A Pennsylvania Living Will form is a legal document that allows individuals to express their wishes regarding medical treatment in the event they become unable to communicate those wishes themselves. This important form ensures that your preferences for end-of-life care are respected and followed. By completing a Living Will, you can provide clarity and peace of mind for both yourself and your loved ones during difficult times.
In Pennsylvania, the Living Will form serves as a crucial document that allows individuals to express their wishes regarding medical treatment in the event they become unable to communicate their preferences due to a serious illness or injury. This form empowers individuals to make decisions about life-sustaining measures, such as resuscitation and artificial nutrition, ensuring that their values and desires are respected even when they cannot voice them. By clearly outlining one's preferences, the Living Will helps to alleviate the emotional burden on family members and healthcare providers during difficult times. It is important to understand the specific requirements for completing and witnessing the form, as well as the implications of the choices made within it. This document not only provides clarity but also fosters open conversations about end-of-life care, allowing individuals to take control of their healthcare decisions in a thoughtful and compassionate manner.

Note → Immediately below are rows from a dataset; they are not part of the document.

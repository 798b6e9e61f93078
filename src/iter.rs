//! Positions, iterators and cursors for the `GenericTree` data structure
use std::borrow::Borrow;
use std::fmt;
use std::iter::FusedIterator;

use crate::balance::Balance;
use crate::compare::{Compare, KeyOf};
use crate::node::{NodeId, RawTree};
use crate::GenericTree;

/// A position in a tree: an element, or the past-the-end slot.
///
/// Positions are plain handles. They do not borrow the tree, survive any
/// insertion and any erase of a different element, and compare equal exactly
/// when they name the same element (or are both `End`).
///
/// Stepping through positions with
/// [`next_pos`](GenericTree::next_pos)/[`prev_pos`](GenericTree::prev_pos)
/// walks a ring: `End` follows the maximum and precedes the minimum.
#[derive(Debug, Clone, Copy, PartialEq, Eq, Hash)]
pub enum Position {
	/// The element held by this node.
	At(NodeId),
	/// Past the end. Also the result of every lookup that misses.
	End,
}

impl Position {
	/// The element handle, or `None` for [`Position::End`].
	#[inline]
	pub fn node(self) -> Option<NodeId> {
		match self {
			Position::At(id) => Some(id),
			Position::End => None,
		}
	}

	#[inline]
	pub fn is_end(self) -> bool {
		self == Position::End
	}
}

impl From<Option<NodeId>> for Position {
	#[inline]
	fn from(id: Option<NodeId>) -> Self {
		id.map_or(Position::End, Position::At)
	}
}

// ===========================================================================
// Iter
// ===========================================================================

/// In-order iterator over the values of a tree.
pub struct Iter<'a, V, M> {
	raw: &'a RawTree<V, M>,
	front: Option<NodeId>,
	back: Option<NodeId>,
	len: usize,
}

impl<'a, V, M> Iter<'a, V, M> {
	pub(crate) fn new(raw: &'a RawTree<V, M>) -> Self {
		Iter { raw, front: raw.leftmost(), back: raw.rightmost(), len: raw.len() }
	}
}

impl<V, M> Clone for Iter<'_, V, M> {
	fn clone(&self) -> Self {
		Iter { raw: self.raw, front: self.front, back: self.back, len: self.len }
	}
}

impl<'a, V, M> Iterator for Iter<'a, V, M> {
	type Item = &'a V;

	fn next(&mut self) -> Option<&'a V> {
		if self.len == 0 {
			return None;
		}
		let id = self.front?;
		self.len -= 1;
		self.front = self.raw.successor(id);
		Some(self.raw.value(id))
	}

	fn size_hint(&self) -> (usize, Option<usize>) {
		(self.len, Some(self.len))
	}
}

impl<'a, V, M> DoubleEndedIterator for Iter<'a, V, M> {
	fn next_back(&mut self) -> Option<&'a V> {
		if self.len == 0 {
			return None;
		}
		let id = self.back?;
		self.len -= 1;
		self.back = self.raw.predecessor(id);
		Some(self.raw.value(id))
	}
}

impl<V, M> ExactSizeIterator for Iter<'_, V, M> {}

impl<V, M> FusedIterator for Iter<'_, V, M> {}

impl<V: fmt::Debug, M> fmt::Debug for Iter<'_, V, M> {
	fn fmt(&self, f: &mut fmt::Formatter<'_>) -> fmt::Result {
		f.debug_list().entries(self.clone()).finish()
	}
}

// ===========================================================================
// Range
// ===========================================================================

/// In-order iterator over a contiguous run of values, both ends inclusive.
pub struct Range<'a, V, M> {
	raw: &'a RawTree<V, M>,
	front: Option<NodeId>,
	back: Option<NodeId>,
}

impl<'a, V, M> Range<'a, V, M> {
	/// A run from `front` to `back`. Either end being `None` means empty.
	pub(crate) fn new(raw: &'a RawTree<V, M>, front: Option<NodeId>, back: Option<NodeId>) -> Self {
		match (front, back) {
			(Some(_), Some(_)) => Range { raw, front, back },
			_ => Range { raw, front: None, back: None },
		}
	}

	fn finish(&mut self) {
		self.front = None;
		self.back = None;
	}
}

impl<V, M> Clone for Range<'_, V, M> {
	fn clone(&self) -> Self {
		Range { raw: self.raw, front: self.front, back: self.back }
	}
}

impl<'a, V, M> Iterator for Range<'a, V, M> {
	type Item = &'a V;

	fn next(&mut self) -> Option<&'a V> {
		let id = self.front?;
		if self.back == Some(id) {
			self.finish();
		} else {
			self.front = self.raw.successor(id);
		}
		Some(self.raw.value(id))
	}
}

impl<'a, V, M> DoubleEndedIterator for Range<'a, V, M> {
	fn next_back(&mut self) -> Option<&'a V> {
		let id = self.back?;
		if self.front == Some(id) {
			self.finish();
		} else {
			self.back = self.raw.predecessor(id);
		}
		Some(self.raw.value(id))
	}
}

impl<V, M> FusedIterator for Range<'_, V, M> {}

impl<V: fmt::Debug, M> fmt::Debug for Range<'_, V, M> {
	fn fmt(&self, f: &mut fmt::Formatter<'_>) -> fmt::Result {
		f.debug_list().entries(self.clone()).finish()
	}
}

// ===========================================================================
// IntoIter
// ===========================================================================

/// Owning in-order iterator, created by `into_iter` on a tree.
pub struct IntoIter<V> {
	inner: std::vec::IntoIter<V>,
}

impl<V> IntoIter<V> {
	/// Moves every value out of `raw` in order, leaving it empty.
	pub(crate) fn new<M>(mut raw: RawTree<V, M>) -> Self {
		let mut order = Vec::with_capacity(raw.len());
		let mut cursor = raw.leftmost();
		while let Some(id) = cursor {
			order.push(id);
			cursor = raw.successor(id);
		}
		raw.root = None;
		raw.leftmost = None;
		raw.rightmost = None;
		let values: Vec<V> = order.into_iter().map(|id| raw.arena.free(id).value).collect();
		IntoIter { inner: values.into_iter() }
	}
}

impl<V> Iterator for IntoIter<V> {
	type Item = V;

	#[inline]
	fn next(&mut self) -> Option<V> {
		self.inner.next()
	}

	#[inline]
	fn size_hint(&self) -> (usize, Option<usize>) {
		self.inner.size_hint()
	}
}

impl<V> DoubleEndedIterator for IntoIter<V> {
	#[inline]
	fn next_back(&mut self) -> Option<V> {
		self.inner.next_back()
	}
}

impl<V> ExactSizeIterator for IntoIter<V> {}

impl<V> FusedIterator for IntoIter<V> {}

// ===========================================================================
// Cursors
// ===========================================================================

/// Read-only cursor over the values of the tree.
///
/// The cursor rests in a gap between two adjacent values (or before the
/// first, or after the last). [`next`](Cursor::next) yields the value after
/// the gap and moves past it; [`prev`](Cursor::prev) yields the value before
/// the gap and moves before it.
pub struct Cursor<'t, V, X, C, P: Balance, const UNIQUE: bool> {
	tree: &'t GenericTree<V, X, C, P, UNIQUE>,
	/// The value right after the gap.
	after: Position,
}

impl<'t, V, X, C, P, const UNIQUE: bool> Cursor<'t, V, X, C, P, UNIQUE>
where
	X: KeyOf<V>,
	C: Compare<X::Key>,
	P: Balance,
{
	pub(crate) fn new(tree: &'t GenericTree<V, X, C, P, UNIQUE>) -> Self {
		Cursor { tree, after: tree.begin() }
	}

	/// Position of the value right after the cursor.
	pub fn position(&self) -> Position {
		self.after
	}

	/// Sets the cursor immediately before the first value not less than `key`.
	pub fn seek<Q>(&mut self, key: &Q)
	where
		X::Key: Borrow<Q>,
		C: Compare<Q>,
		Q: ?Sized,
	{
		self.after = self.tree.lower_bound(key);
	}

	/// Sets the cursor immediately after the last value not greater than `key`.
	pub fn seek_for_prev<Q>(&mut self, key: &Q)
	where
		X::Key: Borrow<Q>,
		C: Compare<Q>,
		Q: ?Sized,
	{
		self.after = self.tree.upper_bound(key);
	}

	/// Sets the cursor immediately before the position for this key, returning `true` if
	/// the next value matches the provided key.
	pub fn seek_exact<Q>(&mut self, key: &Q) -> bool
	where
		X::Key: Borrow<Q>,
		C: Compare<Q>,
		Q: ?Sized,
	{
		self.seek(key);
		self.tree.matches(self.after, key)
	}

	/// Sets the cursor immediately before the first value in the tree.
	pub fn seek_to_first(&mut self) {
		self.after = self.tree.begin();
	}

	/// Sets the cursor immediately after the last value in the tree.
	pub fn seek_to_last(&mut self) {
		self.after = Position::End;
	}

	/// The value after the cursor, without moving.
	pub fn peek_next(&self) -> Option<&'t V> {
		self.tree.value_at(self.after)
	}

	/// The value before the cursor, without moving.
	pub fn peek_prev(&self) -> Option<&'t V> {
		let before = self.tree.before(self.after)?;
		Some(self.tree.raw().value(before))
	}

	/// Returns the next value from the current cursor position.
	#[allow(clippy::should_implement_trait)]
	pub fn next(&mut self) -> Option<&'t V> {
		let id = self.after.node()?;
		self.after = self.tree.raw().successor(id).into();
		Some(self.tree.raw().value(id))
	}

	/// Returns the previous value from the current cursor position.
	pub fn prev(&mut self) -> Option<&'t V> {
		let id = self.tree.before(self.after)?;
		self.after = Position::At(id);
		Some(self.tree.raw().value(id))
	}
}

/// Cursor that can also insert and remove values.
///
/// Removing through the cursor keeps it in a valid gap, and because removal
/// relinks nodes instead of moving values, every other [`Position`] the
/// caller holds stays valid too.
pub struct CursorMut<'t, V, X, C, P: Balance, const UNIQUE: bool> {
	tree: &'t mut GenericTree<V, X, C, P, UNIQUE>,
	after: Position,
}

impl<'t, V, X, C, P, const UNIQUE: bool> CursorMut<'t, V, X, C, P, UNIQUE>
where
	X: KeyOf<V>,
	C: Compare<X::Key>,
	P: Balance,
{
	pub(crate) fn new(tree: &'t mut GenericTree<V, X, C, P, UNIQUE>) -> Self {
		let after = tree.begin();
		CursorMut { tree, after }
	}

	/// Position of the value right after the cursor.
	pub fn position(&self) -> Position {
		self.after
	}

	/// Sets the cursor immediately before the first value not less than `key`.
	pub fn seek<Q>(&mut self, key: &Q)
	where
		X::Key: Borrow<Q>,
		C: Compare<Q>,
		Q: ?Sized,
	{
		self.after = self.tree.lower_bound(key);
	}

	/// Sets the cursor immediately after the last value not greater than `key`.
	pub fn seek_for_prev<Q>(&mut self, key: &Q)
	where
		X::Key: Borrow<Q>,
		C: Compare<Q>,
		Q: ?Sized,
	{
		self.after = self.tree.upper_bound(key);
	}

	/// Sets the cursor immediately before the position for this key, returning `true` if
	/// the next value matches the provided key.
	pub fn seek_exact<Q>(&mut self, key: &Q) -> bool
	where
		X::Key: Borrow<Q>,
		C: Compare<Q>,
		Q: ?Sized,
	{
		self.seek(key);
		self.tree.matches(self.after, key)
	}

	pub fn seek_to_first(&mut self) {
		self.after = self.tree.begin();
	}

	pub fn seek_to_last(&mut self) {
		self.after = Position::End;
	}

	pub fn peek_next(&self) -> Option<&V> {
		self.tree.value_at(self.after)
	}

	pub fn peek_prev(&self) -> Option<&V> {
		let before = self.tree.before(self.after)?;
		Some(self.tree.raw().value(before))
	}

	/// Returns the next value from the current cursor position.
	#[allow(clippy::should_implement_trait)]
	pub fn next(&mut self) -> Option<&V> {
		let id = self.after.node()?;
		self.after = self.tree.raw().successor(id).into();
		Some(self.tree.raw().value(id))
	}

	/// Returns the previous value from the current cursor position.
	pub fn prev(&mut self) -> Option<&V> {
		let id = self.tree.before(self.after)?;
		self.after = Position::At(id);
		Some(self.tree.raw().value(id))
	}

	/// Removes and returns the value after the cursor.
	pub fn remove_next(&mut self) -> Option<V> {
		let (value, next) = self.tree.remove_at(self.after).ok()?;
		self.after = next;
		Some(value)
	}

	/// Removes and returns the value before the cursor.
	pub fn remove_prev(&mut self) -> Option<V> {
		let id = self.tree.before(self.after)?;
		let (value, _) = self.tree.remove_at(Position::At(id)).ok()?;
		Some(value)
	}

	/// Inserts `value` and leaves the cursor just before it (or before the
	/// equal value that blocked it under the unique policy).
	///
	/// Returns `true` if the value was inserted.
	pub fn insert(&mut self, value: V) -> bool {
		let (pos, inserted) = self.tree.insert(value);
		self.after = pos;
		inserted
	}
}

Pennsylvania Living Will Template
This Pennsylvania Living Will Template is designed to help residents of Pennsylvania create a document that clearly states their wishes regarding medical treatment in the event they become unable to communicate due to illness or incapacity. This template is guided by the Pennsylvania Advance Health Care Directive Act.
Personal Information
Full Name: ________________
Date of Birth: ________________
Address: ___________________________________________
City: ________________ State: Pennsylvania Zip Code: ___________
Living Will Declarations
I, _________________________, being of sound mind, willfully and voluntarily make known my desire that my dying shall not be artificially prolonged under the circumstances set forth below. I hereby direct that, in accordance with the Pennsylvania Advance Health Care Directive Act, the following preferences about my health care treatment be followed.
Treatment Preferences
Please indicate your treatment preferences in the scenarios described.
____ Do not prolong my life through the following means (please specify): ________________
____ I wish to receive all available treatments to prolong life.
Power of Attorney for Health Care
I designate the following individual as my attorney-in-fact (health care agent) to make any and all health care decisions for me, in accordance with the Pennsylvania Advance Health Care Directive Act, in the event that I become unable to communicate those decisions myself.
Name of Attorney-in-fact: ______________________________
Relationship: _____________________________________
Phone Number: _____________________________________
Alternate Attorney-in-fact: __________________________
Signature
This document is effective upon my signature. I understand that I may amend or revoke this document at any time. I am aware that this document will be available to my physician and medical personnel in accordance with Pennsylvania law.
Date: ________________
Signature: ______________________________
Print Name: ______________________________
Witness Declaration
I declare that the individual signing this document is personally known to me and appears to be of sound mind and acting willingly and free from duress. He or she has declared to me that this document reflects his or her wishes regarding medical treatment.